If you don’t have television access, you can watch Food, Inc. online (Food, Inc. will be streaming in its entirety from April 22 to April 29, 2010)
About Food, Inc.
American agriculture has in many respects been the envy of the world. U.S. agri-business consistently produces more food on less land and at cheaper cost than the farmers of any other nation. What could possibly be wrong with that? According to the growing ranks of organic farmers, “slow food” activists and concerned consumers cited in the new documentary Food, Inc., the answer is “plenty.” As recounted in this sweeping, shockingly informative documentary, sick animals, environmental degradation, tainted and unhealthy food and obesity, diabetes and other health issues are only the more obvious problems with a highly mechanized and centralized system that touts efficiency — and the low costs and high profits that result from it — as the supreme value in food production.

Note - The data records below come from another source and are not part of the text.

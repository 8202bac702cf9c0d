//! Error types for stockpile operations

use thiserror::Error;

/// Fetch errors, one variant per provider failure class.
///
/// Only `Auth` is fatal to a run; every other variant is retryable and
/// feeds the orchestrator's retry queue.
#[derive(Debug, Clone, Error, PartialEq, Eq)]
pub enum FetchError {
    #[error("Authentication rejected by provider: {message}")]
    Auth { message: String },

    #[error("Rate limited by provider, retry after {retry_after_secs:?}s")]
    RateLimited { retry_after_secs: Option<u64> },

    #[error("Endpoint not found: {resource}")]
    NotFound { resource: String },

    #[error("Transport failure (status {status:?}): {message}")]
    Transport {
        status: Option<u16>,
        message: String,
    },

    #[error("Validation failed for {endpoint}: {reason}")]
    Validation { endpoint: String, reason: String },
}

impl FetchError {
    /// Fatal errors abort the whole run instead of being retried.
    pub fn is_fatal(&self) -> bool {
        matches!(self, FetchError::Auth { .. })
    }

    /// Everything that is not fatal goes back through the retry queue.
    pub fn is_retryable(&self) -> bool {
        !self.is_fatal()
    }
}

/// Cache storage errors.
///
/// These are never fatal to a fetch: a failing cache degrades to a no-op
/// for that operation and the fetch proceeds against the provider.
#[derive(Debug, Clone, Error, PartialEq, Eq)]
pub enum StorageError {
    #[error("Cache I/O failed at {path}: {reason}")]
    Io { path: String, reason: String },

    #[error("Cache serialization failed: {reason}")]
    Serialize { reason: String },

    #[error("Cache file corrupt at {path}: {reason}")]
    Corrupt { path: String, reason: String },
}

/// Configuration errors.
#[derive(Debug, Clone, Error, PartialEq, Eq)]
pub enum ConfigError {
    #[error("Missing required environment variable: {var}")]
    MissingApiKey { var: String },

    #[error("Invalid value for {field}: {value} - {reason}")]
    InvalidValue {
        field: String,
        value: String,
        reason: String,
    },

    #[error("Config file I/O failed at {path}: {reason}")]
    Io { path: String, reason: String },

    #[error("Config file parse failed: {reason}")]
    Parse { reason: String },
}

/// Master error type for all stockpile errors.
#[derive(Debug, Clone, Error)]
pub enum StockpileError {
    #[error("Fetch error: {0}")]
    Fetch(#[from] FetchError),

    #[error("Storage error: {0}")]
    Storage(#[from] StorageError),

    #[error("Config error: {0}")]
    Config(#[from] ConfigError),
}

/// Result type alias for stockpile operations.
pub type StockpileResult<T> = Result<T, StockpileError>;

// =============================================================================
// TESTS
// =============================================================================
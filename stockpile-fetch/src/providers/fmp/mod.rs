//! Financial Modeling Prep provider.
//!
//! A record is assembled from eight endpoints per identifier. The TTM
//! key-metrics and ratios payloads are mandatory: without them the
//! record would carry none of the fields downstream screening needs, so
//! their failures propagate. The remaining endpoints are best-effort
//! and only degrade the record when unavailable.

mod client;
mod record;

pub use client::FmpClient;

use crate::RecordSource;
use async_trait::async_trait;
use serde_json::Value;
use stockpile_core::{Endpoint, FetchError, FetchRequest, StockRecord};

/// Assembles canonical records from the provider's REST endpoints.
#[derive(Debug)]
pub struct FmpRecordSource {
    client: FmpClient,
}

impl FmpRecordSource {
    pub fn new(client: FmpClient) -> Self {
        Self { client }
    }

    /// Fetch an endpoint whose absence only degrades the record.
    ///
    /// Authentication failures are the exception: a rejected key will
    /// reject every request, so it propagates instead of degrading.
    async fn fetch_optional(
        &self,
        symbol: &str,
        endpoint: Endpoint,
    ) -> Result<Option<Value>, FetchError> {
        let request = statement_request(symbol, endpoint);
        match self.client.fetch(&request).await {
            Ok(document) => Ok(Some(document)),
            Err(err @ FetchError::Auth { .. }) => Err(err),
            Err(err) => {
                tracing::warn!(
                    symbol,
                    endpoint = %endpoint,
                    error = %err,
                    "Endpoint unavailable, its fields degrade to null"
                );
                Ok(None)
            }
        }
    }
}

/// Statement endpoints only need the most recent period.
fn statement_request(symbol: &str, endpoint: Endpoint) -> FetchRequest {
    match endpoint {
        Endpoint::BalanceSheet | Endpoint::IncomeStatement | Endpoint::CashFlow => {
            FetchRequest::new(symbol, endpoint)
                .with_params(vec![("limit".to_string(), "1".to_string())])
        }
        _ => FetchRequest::new(symbol, endpoint),
    }
}

#[async_trait]
impl RecordSource for FmpRecordSource {
    async fn fetch_record(&self, symbol: &str) -> Result<StockRecord, FetchError> {
        let symbol = symbol.trim().to_uppercase();

        let key_metrics = self
            .client
            .fetch(&FetchRequest::new(&symbol, Endpoint::KeyMetricsTtm))
            .await?;
        let ratios = self
            .client
            .fetch(&FetchRequest::new(&symbol, Endpoint::RatiosTtm))
            .await?;

        let profile = self.fetch_optional(&symbol, Endpoint::Profile).await?;
        let balance_sheet = self.fetch_optional(&symbol, Endpoint::BalanceSheet).await?;
        let income = self
            .fetch_optional(&symbol, Endpoint::IncomeStatement)
            .await?;
        let cash_flow = self.fetch_optional(&symbol, Endpoint::CashFlow).await?;
        let sentiment = self
            .fetch_optional(&symbol, Endpoint::MarketSentiment)
            .await?;
        let growth = self
            .fetch_optional(&symbol, Endpoint::FinancialGrowthTtm)
            .await?;

        Ok(record::assemble_record(
            &symbol,
            &key_metrics,
            &ratios,
            profile.as_ref(),
            balance_sheet.as_ref(),
            income.as_ref(),
            cash_flow.as_ref(),
            growth.as_ref(),
            sentiment.as_ref(),
        ))
    }
}

/// Startup probe: fetch one well-known profile so a dead key fails the
/// run before any batch work starts. Only an authentication rejection
/// fails the probe; transient errors are logged and waved through.
pub async fn probe_auth(client: &FmpClient) -> Result<(), FetchError> {
    match client
        .fetch(&FetchRequest::new("AAPL", Endpoint::Profile))
        .await
    {
        Ok(_) => Ok(()),
        Err(err @ FetchError::Auth { .. }) => Err(err),
        Err(err) => {
            tracing::warn!(error = %err, "Auth probe inconclusive, continuing");
            Ok(())
        }
    }
}
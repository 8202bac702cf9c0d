//! STOCKPILE Store - Persistent Write-Through Cache
//!
//! A JSON-file-backed key-value store that decouples fetch volume from
//! provider quota. Every insert is written through to disk so an
//! interrupted run resumes against a warm cache. Reads treat entries older
//! than the TTL as absent; physical removal of stale entries happens on
//! load and on overwrite, never on the read path.

pub mod key;
pub mod store;

pub use key::CacheKey;
pub use store::{CacheStats, CacheStore, CacheTtl};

Less obvious, according to Food, Inc., is the entrenchment of a powerful group of food producers, that sets the conditions under which today’s farmers and food workers operate, in order to maximize profits. The industry also maintains a revolving door of employment for government regulators and legislators to protect its power to set those conditions. Then there is “the veil,” a strange disconnect — propagated in good part by millions of dollars poured into marketing and lobbying by the industry — between the average American and the food he or she eats. As one chicken industry representative puts it, “In a way we’re not producing chickens; we’re producing food.”
Robert Kenner’s Food, Inc. has its American broadcast premiere as a special broadcast on Wednesday, April 21, 2010 at 9 p.m. on PBS as part of the 23rd season of POV (Point of View), American television’s longest-running independent documentary series. POV is the recipient of a Special Emmy for Excellence in Television Documentary Filmmaking.










Leave your response!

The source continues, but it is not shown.